Her yıl olduğu gibi bu yıl da 8 Mart Dünya Kadınlar Günü'nü "coşkuyla" kutladık. Günün anlam ve önemine ithafen büyük markaların yaptığı reklamlar yine tüm cinsiyetçiliğiyle harika bir 8 Mart geçirmemize vesile oldular. Öncelikle bahsettiğim muhteşem reklamları tek tek inceleyerek emeği geçenlere teşekkür etmek istiyorum.

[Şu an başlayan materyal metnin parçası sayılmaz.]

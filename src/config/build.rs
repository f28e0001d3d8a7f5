//! Building an orchestrator from a workflow file.

use std::collections::BTreeMap;
use std::sync::Arc;

use crate::agents::{MultiStepAgent, SharedGenerator, SimpleAgent};
use crate::config::schema::{AgentKind, AgentSpec, WorkflowFile};
use crate::error::{FlowError, Result};
use crate::runner::WorkflowOrchestrator;
use crate::steps::Step;
use crate::unit::SharedUnit;

/// Create the agent described by `spec`.
pub fn build_agent(key: &str, spec: &AgentSpec, generator: SharedGenerator) -> SharedUnit {
    match spec.kind {
        AgentKind::Simple => Arc::new(SimpleAgent::new(spec.simple_config(key), generator)),
        AgentKind::PolicyDrafting => {
            let agent = MultiStepAgent::policy_drafting(generator);
            let config = spec.apply(agent.config().clone());
            Arc::new(agent.with_config(config))
        }
        AgentKind::RiskAssessment => {
            let agent = MultiStepAgent::risk_assessment(generator);
            let config = spec.apply(agent.config().clone());
            Arc::new(agent.with_config(config))
        }
    }
}

/// Build an orchestrator for `file`.
///
/// Each agent is created once and shared by every step that uses it.
///
/// # Errors
///
/// Returns `UnknownAgent` if a step names an undefined agent and
/// `DuplicateStep` if two steps share a name.
pub fn build_orchestrator(
    file: &WorkflowFile,
    generator: SharedGenerator,
) -> Result<WorkflowOrchestrator> {
    let units: BTreeMap<&str, SharedUnit> = file
        .agents
        .iter()
        .map(|(key, spec)| (key.as_str(), build_agent(key, spec, generator.clone())))
        .collect();

    let mut workflow = match &file.name {
        Some(name) => WorkflowOrchestrator::new(name.clone()),
        None => WorkflowOrchestrator::default(),
    };

    for spec in &file.steps {
        let unit = units
            .get(spec.agent.as_str())
            .cloned()
            .ok_or_else(|| FlowError::UnknownAgent {
                name: spec.agent.clone(),
            })?;

        let step = Step::new(spec.name.clone(), unit, spec.task.clone())
            .depends_on(spec.depends_on.iter().cloned())
            .with_condition(spec.when.as_ref().map(|c| c.to_condition()));

        workflow.add_step(step)?;
    }

    Ok(workflow)
}

#[cfg(test)]
mod tests {
    use super::*;
    use crate::agents::EchoGenerator;
    use crate::config::parse_workflow;
    use std::path::Path;

    const YAML: &str = r#"
name: vendor-review
settings:
  max_retries: 0
context:
  vendor: Acme
agents:
  researcher:
    role: research
  assessor:
    kind: risk_assessment
    name: Vendor Risk
steps:
  - name: research
    agent: researcher
    task: "Research {vendor}"
  - name: risk
    agent: assessor
    task: "Assess {research}"
    depends_on: [research]
  - name: escalate
    agent: researcher
    task: "Escalate {risk}"
    depends_on: [risk]
    when:
      key: escalate
      equals: true
"#;

    fn echo() -> SharedGenerator {
        Arc::new(EchoGenerator::new())
    }

    #[test]
    fn builds_steps_in_order() {
        let file = parse_workflow(YAML, Path::new("t.yml")).unwrap();
        let workflow = build_orchestrator(&file, echo()).unwrap();

        assert_eq!(workflow.name(), "vendor-review");
        assert_eq!(
            workflow.execution_order().unwrap(),
            vec!["research", "risk", "escalate"]
        );
        assert_eq!(workflow.step("risk").unwrap().unit.name(), "Vendor Risk");
        assert!(workflow.step("escalate").unwrap().is_conditional());
    }

    #[test]
    fn agents_are_shared_between_steps() {
        let file = parse_workflow(YAML, Path::new("t.yml")).unwrap();
        let workflow = build_orchestrator(&file, echo()).unwrap();

        let a = &workflow.step("research").unwrap().unit;
        let b = &workflow.step("escalate").unwrap().unit;
        assert!(Arc::ptr_eq(a, b));
    }

    #[test]
    fn runs_with_file_options() {
        let file = parse_workflow(YAML, Path::new("t.yml")).unwrap();
        let mut workflow = build_orchestrator(&file, echo()).unwrap();

        let run = workflow.execute_with(&file.run_options());

        assert!(run.success, "errors: {:?}", run.errors);
        assert!(run.results["research"].starts_with("Research Acme"));
        assert!(run.results["risk"].starts_with("# Risk Assessment Report"));
        assert_eq!(run.skipped(), vec!["escalate"]);
    }

    #[test]
    fn unknown_agent_fails() {
        let yaml = "steps:\n  - name: a\n    agent: ghost\n    task: x\n";
        let file = parse_workflow(yaml, Path::new("t.yml")).unwrap();

        let result = build_orchestrator(&file, echo());
        assert!(matches!(result, Err(FlowError::UnknownAgent { ref name }) if name == "ghost"));
    }

    #[test]
    fn duplicate_step_fails() {
        let yaml = "agents:\n  a: {}\nsteps:\n  - {name: s, agent: a, task: x}\n  - {name: s, agent: a, task: y}\n";
        let file = parse_workflow(yaml, Path::new("t.yml")).unwrap();

        assert!(matches!(
            build_orchestrator(&file, echo()),
            Err(FlowError::DuplicateStep { .. })
        ));
    }

    #[test]
    fn unnamed_file_uses_default_name() {
        let file = parse_workflow("{}", Path::new("t.yml")).unwrap();
        let workflow = build_orchestrator(&file, echo()).unwrap();
        assert_eq!(workflow.name(), "default_workflow");
    }
}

Öncelikle, "Erkek pasaklı, kadın bakımlıdır," anlayışını topluma bir kez daha yapıştırmasından, kadını, erkeklerin dünyasını renklendiren, cicili bicili, tüketim çılgını bir tip olarak gösterdiği için Gratis'e,
Kadının tüm baskılara rağmen meslekteki başarısına hiç değinmeden onu geleneksel kalıplara zorlayan, bunu yaparken erkekleri de karalayarak her iki cinsi iyice birbirinden ayırmaya çalışan Opet'e,
Kadını, toplumun "kadınlık kimliği" için şart koştuğu evlilik ve annelik gibi kalıplarla sınırlayan, tüm kadınların yalnızca bu duygularla birlikte var olabileceğini, hatta "kadınlık" kavramını bir cinsel yönelim olmaktan çıkarıp tektipleştiren Arzum'a,
...çok teşekkür ederim.
Gözümden kaçan başka cinsiyetçi reklam olduysa, özür dilerim.
Peki nasıl olmalı?
KADIN DEDİĞİN, İNSAN!
Öncelikle, özellikle kadınlara yönelik her bir hücremize yer etmiş olan kalıpların farkına varın. Hiçbir insan, "kadın değil, insan", toplumun istediği şekle girmek zorunda değil. Her kadın evlenmek zorunda değil. Her kadın anne olmak zorunda değil. Her kadın bunların hayalini kurmak zorunda değil. Her kadın, biyolojik olarak KADIN olmak zorunda değil. Kadınlık, hissetmektir.
KALIPLARDAN KURTUL!
Amacından yıllar önce sapmış olan 8 Mart gününde kadınları öveceğim diye ikincilleştirmeyin. Kadın, erkek dünyasını sıkıcılıktan kurtarmak, hayata renk katmak, güleryüzlü olmak, makyaj yapmak, hanım hanımcık olmak zorunda değil. Bunlar bir kadının yapması gereken şeyler değil. Toplumdaki cinsiyet rollerini daha çok belirginleştirmeyin.
ERKEĞİ KARALAMA!
Bu özel günde kadını övmenin bir diğer yolu da, erkeği karalamaktan geçiyor. Kadını övmek için erkeğe pasaklı, düzensiz, dikkatsiz denildiğinde, ortada bir yüzsüzlük varmış gibi geliyor. Artık gelenek haline gelmiş olan bu titiz/pasaklı, düzenli/dağınık gibi sıfatları kullandıkça cinsiyet eşitliği daha bulanık bir hale geliyor. Yine kalıplar yaratmış, iki cinsin üzerinde de baskı kurmuş, bunlara uymalarını bekliyoruz. Yapmayın.
Yerleşmiş değerlerin ve ağzımızdan çıkan sözlerin ne kadar ayrımcı olduğunu fark edene kadar bu insanlar, bu sözler, bu reklamlar bitmeyecek, biliyorum.
Ama umut yok değil, bakın:
Toplumsal cinsiyet eşitliği için mücadele eden tüm kadınların 8 Mart Dünya Kadınlar Günü kutlu olsun. Daha bilinçli günlere!